Some movies just never reach escape velocity as you keep waiting for the promising early scenes, plot developments and characters to come together in a compelling way...but sometimes they just don't.

And the elements are all here in this one including a good setting - just-defeated-in-WWII Germany with an almost ghost-like population of underfed and shellshocked civilians shuffling amidst the rubble of the Allied bombing - some attempting to clean up and rebuild, others just wandering aimlessly.

There's also a promising story - the Commander (Clarke) of the British Zone moves with his just-come-over-from-England wife (Knightly) into a former wealthy German architect's (Skarsgård) home (the house is incredible).

Early tension rises as the English couple is still grieving the loss of their young son to German bombing while the German owner (living with his daughter in the attic owing to the kindness of the English couple; otherwise, it's off to a detention camp for them) lost his wife in the war.

Upping that early stress, the English Commander is dealing with the "88" mini-rebellion of diehard nazis - killing English soldiers - while living under the same roof with a potential former nazi (we don't know yet).

But after that set up - not much unexpected or compelling happens. By now, we're familiar with post-war complexity undermining war-time moral clarity - are underfed Germans getting what they deserve? / was Allied bombing unfairly indiscriminate? / were there actually any Germans who were nazis during the war? - challenging issues, but no fresh insights are offered up here.

Throw in some obligatory infidelity and gratuitous sex scenes, a lot of brooding, some boorish behavior, a not believable ending and cut to the credits. The period details (as almost always today) are amazing - Kiera Knightly was born to wear '40s clothes - but are not enough to make this anything other than a watch-and-forget movie.
 

Edward

Bartender
Messages
25,082
Location
London, UK
Keira Knightly often seems to fit rightg in to the look of those times. Pity she was never much of an actress.

Watched Mike Leigh's Peterloo, a fine exposition (and thus condemnation) of the inequalities of England when the class system had its grip over Westminster in the late Georgian period.
 

Doctor Strange

I'll Lock Up
Messages
5,252
Location
Hudson Valley, NY
I'm really looking forward to watching Peterloo. Mike Leigh's films are always worthwhile - even in the rare instances when they're not flat-out masterworks.

And Edward, I just can't stand Keira Knightley. The most overrated actress of our time, full stop.
 

scottyrocks

I'll Lock Up
Messages
9,178
Location
Isle of Langerhan, NY
I've been wanting to see the latest Transformers movie since it was released about a half year ago, but things sort of get in the way (as in I dislike going into movie theaters anymore), so I hadn't seen it.

Why a Transformers movie, you may ask?

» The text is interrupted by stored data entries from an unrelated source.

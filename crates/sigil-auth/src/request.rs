//! Parsed request handed over by the front end
//!
//! The front end has already split the request into method, path, query
//! parameters and headers; this module only classifies which signing
//! scheme the request uses.

use crate::canonical::CanonicalRequestInput;
use crate::encoding::{parse_query, percent_decode};
use crate::error::AuthError;
use serde::{Deserialize, Serialize};
use std::collections::BTreeMap;

/// Request context for authentication
#[derive(Debug, Clone, Default, PartialEq, Eq, Serialize, Deserialize)]
pub struct AuthRequest {
    /// HTTP method
    pub method: String,
    /// Decoded request path
    pub path: String,
    /// Path exactly as it appeared on the wire, when known
    #[serde(default, skip_serializing_if = "Option::is_none")]
    pub raw_path: Option<String>,
    /// Decoded query parameters (duplicates flattened, last wins)
    #[serde(default)]
    pub query: BTreeMap<String, String>,
    /// Headers keyed by lower-cased name
    #[serde(default)]
    pub headers: BTreeMap<String, String>,
    /// Bucket name taken from a virtual-hosted `Host`, if any
    #[serde(default)]
    pub host_bucket: Option<String>,
}

/// Signing scheme detected on a request
#[derive(Debug, Clone, Copy, PartialEq, Eq)]
pub enum AuthScheme {
    /// No credentials at all
    Anonymous,
    /// `Authorization: AWS access:signature`
    V2Header,
    /// `AWSAccessKeyId`/`Signature`/`Expires` query parameters
    V2Query,
    /// `Authorization: AWS4-HMAC-SHA256 ...`
    V4Header,
    /// `X-Amz-*` presigned query parameters
    V4Query,
}

impl AuthRequest {
    /// Create a new auth request
    pub fn new(method: impl Into<String>, path: impl Into<String>) -> Self {
        Self {
            method: method.into(),
            path: path.into(),
            ..Self::default()
        }
    }

    /// Build from an `http::Request`, decoding path and query
    pub fn from_http<B>(request: &http::Request<B>) -> Self {
        let uri = request.uri();
        let mut headers: BTreeMap<String, String> = BTreeMap::new();
        for (name, value) in request.headers() {
            let Ok(value) = value.to_str() else {
                continue;
            };
            headers
                .entry(name.as_str().to_string())
                .and_modify(|existing| {
                    existing.push(',');
                    existing.push_str(value);
                })
                .or_insert_with(|| value.to_string());
        }

        Self {
            method: request.method().as_str().to_string(),
            path: percent_decode(uri.path()),
            raw_path: Some(uri.path().to_string()),
            query: parse_query(uri.query().unwrap_or("")).into_iter().collect(),
            headers,
            host_bucket: None,
        }
    }

    /// Add a query parameter
    #[must_use]
    pub fn with_query(mut self, name: impl Into<String>, value: impl Into<String>) -> Self {
        self.query.insert(name.into(), value.into());
        self
    }

    /// Add a header (the name is lower-cased)
    #[must_use]
    pub fn with_header(mut self, name: &str, value: impl Into<String>) -> Self {
        self.headers.insert(name.to_ascii_lowercase(), value.into());
        self
    }

    /// Set the path as it appeared on the wire
    #[must_use]
    pub fn with_raw_path(mut self, raw_path: impl Into<String>) -> Self {
        self.raw_path = Some(raw_path.into());
        self
    }

    /// Path as sent by the client, falling back to the decoded path
    pub fn wire_path(&self) -> &str {
        self.raw_path.as_deref().unwrap_or(&self.path)
    }

    /// Set the bucket resolved from a virtual-hosted `Host`
    #[must_use]
    pub fn with_host_bucket(mut self, bucket: impl Into<String>) -> Self {
        self.host_bucket = Some(bucket.into());
        self
    }

    /// Get a header by lower-cased name
    pub fn header(&self, name: &str) -> Option<&str> {
        self.headers.get(name).map(String::as_str)
    }

    /// Get a query parameter by exact name
    pub fn query_param(&self, name: &str) -> Option<&str> {
        self.query.get(name).map(String::as_str)
    }

    /// Get the Authorization header value
    pub fn authorization_header(&self) -> Option<&str> {
        self.header("authorization")
    }

    /// Detect which signing scheme the request uses
    ///
    /// A request carrying both an `Authorization` header and a query
    /// signature is rejected.
    pub fn auth_scheme(&self) -> Result<AuthScheme, AuthError> {
        let query_v4 = self.query.contains_key("X-Amz-Algorithm");
        let query_v2 = self.query.contains_key("Signature");

        if let Some(header) = self.authorization_header() {
            if query_v4 || query_v2 {
                return Err(AuthError::invalid_argument(
                    "only one auth mechanism allowed; header and query signature both present",
                ));
            }
            if header.starts_with("AWS4-") {
                return Ok(AuthScheme::V4Header);
            }
            if header.starts_with("AWS ") {
                return Ok(AuthScheme::V2Header);
            }
            return Err(AuthError::AuthMethodNotImplemented);
        }

        if query_v4 {
            return Ok(AuthScheme::V4Query);
        }
        if query_v2 {
            return Ok(AuthScheme::V2Query);
        }
        Ok(AuthScheme::Anonymous)
    }

    /// Canonical-request input for this request
    pub fn canonical_input(
        &self,
        signed_headers: &[String],
        payload_checksum: Option<&str>,
        service: &str,
    ) -> CanonicalRequestInput {
        CanonicalRequestInput {
            method: self.method.clone(),
            path: self.path.clone(),
            query: self.query.clone(),
            headers: self.headers.clone(),
            signed_headers: signed_headers.to_vec(),
            payload_checksum: payload_checksum.map(str::to_string),
            service: service.to_string(),
        }
    }
}

#[cfg(test)]
mod tests {
    use super::*;

    #[test]
    fn test_from_http_decodes_path_and_query() {
        let request = http::Request::builder()
            .method("GET")
            .uri("/bucket/a%20b+c?prefix=x%2Fy&acl")
            .header("Host", "example.com")
            .header("X-Amz-Meta-A", "1")
            .header("x-amz-meta-a", "2")
            .body(())
            .unwrap();

        let auth = AuthRequest::from_http(&request);
        assert_eq!(auth.method, "GET");
        assert_eq!(auth.path, "/bucket/a b+c");
        assert_eq!(auth.wire_path(), "/bucket/a%20b+c");
        assert_eq!(auth.query_param("prefix"), Some("x/y"));
        assert_eq!(auth.query_param("acl"), Some(""));
        assert_eq!(auth.header("host"), Some("example.com"));
        assert_eq!(auth.header("x-amz-meta-a"), Some("1,2"));
    }

    #[test]
    fn test_auth_scheme_detection() {
        let anonymous = AuthRequest::new("GET", "/");
        assert_eq!(anonymous.auth_scheme().unwrap(), AuthScheme::Anonymous);

        let v4 = AuthRequest::new("GET", "/")
            .with_header("Authorization", "AWS4-HMAC-SHA256 Credential=...");
        assert_eq!(v4.auth_scheme().unwrap(), AuthScheme::V4Header);

        let v2 = AuthRequest::new("GET", "/").with_header("Authorization", "AWS AKID:sig");
        assert_eq!(v2.auth_scheme().unwrap(), AuthScheme::V2Header);

        let v4_query = AuthRequest::new("GET", "/").with_query("X-Amz-Algorithm", "AWS4-HMAC-SHA256");
        assert_eq!(v4_query.auth_scheme().unwrap(), AuthScheme::V4Query);

        let v2_query = AuthRequest::new("GET", "/").with_query("Signature", "sig");
        assert_eq!(v2_query.auth_scheme().unwrap(), AuthScheme::V2Query);
    }

    #[test]
    fn test_auth_scheme_rejects_mixed_or_unknown() {
        let mixed = AuthRequest::new("GET", "/")
            .with_header("Authorization", "AWS AKID:sig")
            .with_query("Signature", "sig");
        assert!(matches!(
            mixed.auth_scheme(),
            Err(AuthError::InvalidArgument(_))
        ));

        let bearer = AuthRequest::new("GET", "/").with_header("Authorization", "Bearer token");
        assert_eq!(bearer.auth_scheme(), Err(AuthError::AuthMethodNotImplemented));
    }
}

Because the latest one, called Bumblebee (2018), features an air-cooled VW Beetle, and I loooove VW Beetles.

The basic story line is the pretty standard Transformers story line, which I won't go into, because I don't care about it.

What I enjoyed most about this movie were the antics of the car in combination with his Autobot self. Lots of comedic moments that actually were funny, and action scenes that were exciting. The actual robot fights I couldn't care less about, though.

Hailee Steinfeld, the movie's main (human) protagonist, was perfect for her role, convincingly displaying heroism, as well as a whole range of tender feelings appropriate to the moments.

As a Transformers (kid) movie, everyone of any consequence in the film ends up better off than when the movie began. The main human antagonist sees the truth at the end and does a turnabout, helping Bee and Charlie (Steinfeld) escape before more misunderstanding reinforcements arrive. There is some death, but it is portrayed in a kid-friendly (?) way, I guess.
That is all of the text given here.